WHAT TO DO »
In the records below, how many lines hold the string "WorkflowInstanceId"? Give only the number.

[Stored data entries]

——

//! Request/response bodies for the instance, task, and subdivision
//! routes (§6).

use chrono::{DateTime, Utc};
use serde::{Deserialize, Serialize};
use serde_json::Value;

use workflow_engine_core::ids::{NodeBaseId, SubdivisionId, WorkflowBaseId, WorkflowInstanceId};
use workflow_engine_core::model::instance::{TaskInstance, TaskInstanceStatus, WorkflowInstance, WorkflowInstanceStatus};
use workflow_engine_subdivision::{SubWorkflowDefinition, SubdivisionHierarchy};
use workflow_engine_tasks::{TaskDetails, TaskSummary};

#[derive(Debug, Deserialize)]
pub struct ExecuteWorkflowRequest {
    pub workflow_base_id: WorkflowBaseId,
    pub instance_name: Option<String>,
    pub input_data: Value,
    #[serde(default)]
    pub context_data: Option<Value>,
}

#[derive(Debug, Serialize)]
pub struct ExecuteWorkflowResponse {
    pub workflow_instance_id: WorkflowInstanceId,
}

#[derive(Debug, Serialize)]
pub struct CancelInstanceResponse {
    pub cancelled_tasks_count: usize,
    pub status: WorkflowInstanceStatus,
}

#[derive(Debug, Serialize)]
pub struct NodeStatusCounts {
    pub pending: usize,
    pub waiting: usize,
    pub running: usize,
    pub completed: usize,
    pub failed: usize,
    pub cancelled: usize,
}

#[derive(Debug, Serialize)]
pub struct InstanceDetailResponse {
    pub instance: WorkflowInstance,
    pub node_counts: NodeStatusCounts,
}

#[derive(Debug, Deserialize)]
pub struct ListTasksQuery {
    pub status: Option<TaskInstanceStatus>,
    #[serde(default = "default_task_limit")]
    pub limit: usize,
}

fn default_task_limit() -> usize {
    50
}

#[derive(Debug, Serialize)]
pub struct TaskListResponse {
    pub tasks: Vec<TaskSummary>,
}

#[derive(Debug, Serialize)]
pub struct TaskDetailResponse(pub TaskDetails);

#[derive(Debug, Deserialize)]
pub struct SubmitTaskRequest {
    pub result_data: Value,
    pub result_summary: Option<String>,
}

#[derive(Debug, Deserialize)]
pub struct PauseOrRejectOrCancelRequest {
    pub reason: String,
}

#[derive(Debug, Serialize)]
pub struct TaskResponse(pub TaskInstance);

#[derive(Debug, Deserialize)]
pub struct SubdivideTaskRequest {
    pub subdivision_name: String,
    pub sub_workflow_data: SubWorkflowDefinition,
    #[serde(default)]
    pub execute_immediately: bool,
    #[serde(default)]
    pub parent_subdivision_id: Option<SubdivisionId>,
    #[serde(default)]
    pub context_to_pass: Value,
}

#[derive(Debug, Deserialize)]
pub struct AdoptSubdivisionRequest {
    pub subdivision_id: SubdivisionId,
    pub target_node_id: NodeBaseId,
    pub adoption_name: Option<String>,
}

#[derive(Debug, Deserialize)]
pub struct ListSubdivisionsQuery {
    #[serde(default)]
    pub with_instances_only: bool,
}

#[derive(Debug, Serialize)]
pub struct SubdivisionHierarchyResponse(pub SubdivisionHierarchy);

#[derive(Debug, Serialize)]
pub struct HealthResponse {
    pub status: &'static str,
    pub timestamp: DateTime<Utc>,
    pub version: &'static str,
}
//! Route wiring (§6). `/api/v1` carries the instance, task, and
//! subdivision surfaces; `/health` sits outside it, unauthenticated.

pub mod health;
pub mod instances;
pub mod subdivision;
pub mod tasks;

use actix_web::web;

pub fn configure(cfg: &mut web::ServiceConfig) {
    cfg.service(web::scope("/api/v1").configure(instances::configure).configure(tasks::configure).configure(subdivision::configure));
    health::configure(cfg);
}
//! Common test fixtures for workflow testing.

use crate::ids::{AgentId, NodeId, UserId, WorkflowBaseId, WorkflowId};
use crate::model::definition::{Edge, EdgeType, Node, NodeType, Processor, Workflow};
use serde_json::json;

/// A straight-line `start -> processor -> end` workflow version, the
/// shape used by scenario S1.
pub fn straight_line_workflow(name: &str, creator_id: UserId) -> (Workflow, Vec<Node>, Vec<Edge>) {
    let workflow_base_id = WorkflowBaseId::new();
    let workflow_id = WorkflowId::new();

    let workflow = Workflow {
        workflow_base_id,
        workflow_id,
        version: 1,
        name: name.to_string(),
        description: Some(format!("fixture workflow: {name}")),
        creator_id,
        parent_version_id: None,
        change_note: None,
        is_current_version: true,
        is_deleted: false,
        created_at: chrono::Utc::now(),
    };

    let start = Node {
        node_base_id: Default::default(),
        node_id: NodeId::new(),
        workflow_id,
        node_type: NodeType::Start,
        name: "Start".to_string(),
        task_description: None,
        layout_hint: None,
    };
    let processor = Node {
        node_base_id: Default::default(),
        node_id: NodeId::new(),
        workflow_id,
        node_type: NodeType::Processor,
        name: "Process".to_string(),
        task_description: Some("Review and annotate the input".to_string()),
        layout_hint: None,
    };
    let end = Node {
        node_base_id: Default::default(),
        node_id: NodeId::new(),
        workflow_id,
        node_type: NodeType::End,
        name: "End".to_string(),
        task_description: None,
        layout_hint: None,
    };

    let edges = vec![
        Edge::new(workflow_id, start.node_id, processor.node_id, EdgeType::Normal).unwrap(),
        Edge::new(workflow_id, processor.node_id, end.node_id, EdgeType::Normal).unwrap(),
    ];

    (workflow, vec![start, processor, end], edges)
}

/// A diamond `S -> A -> E; S -> B -> E` workflow version, the shape
/// used by scenario S2.
pub fn diamond_workflow(name: &str, creator_id: UserId) -> (Workflow, Vec<Node>, Vec<Edge>) {
    let workflow_base_id = WorkflowBaseId::new();
    let workflow_id = WorkflowId::new();

    let workflow = Workflow {
        workflow_base_id,
        workflow_id,
        version: 1,
        name: name.to_string(),
        description: None,
        creator_id,
        parent_version_id: None,
        change_note: None,
        is_current_version: true,
        is_deleted: false,
        created_at: chrono::Utc::now(),
    };

    let make_node = |node_type, label: &str| Node {
        node_base_id: Default::default(),
        node_id: NodeId::new(),
        workflow_id,
        node_type,
        name: label.to_string(),
        task_description: None,
        layout_hint: None,
    };

    let start = make_node(NodeType::Start, "Start");
    let branch_a = make_node(NodeType::Processor, "Branch A");
    let branch_b = make_node(NodeType::Processor, "Branch B");
    let end = make_node(NodeType::End, "End");

    let edges = vec![
        Edge::new(workflow_id, start.node_id, branch_a.node_id, EdgeType::Parallel).unwrap(),
        Edge::new(workflow_id, start.node_id, branch_b.node_id, EdgeType::Parallel).unwrap(),
        Edge::new(workflow_id, branch_a.node_id, end.node_id, EdgeType::Normal).unwrap(),
        Edge::new(workflow_id, branch_b.node_id, end.node_id, EdgeType::Normal).unwrap(),
    ];

    (workflow, vec![start, branch_a, branch_b, end], edges)
}

pub fn human_processor(name: &str) -> Processor {
    Processor::new_human(name, UserId::new())
}

pub fn simulator_processor(name: &str) -> Processor {
    Processor::new_simulator(name, AgentId::new(), AgentId::new())
}

pub fn sample_input() -> serde_json::Value {
    json!({ "x": 1 })
}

——

EXERCISE SOLUTION »
2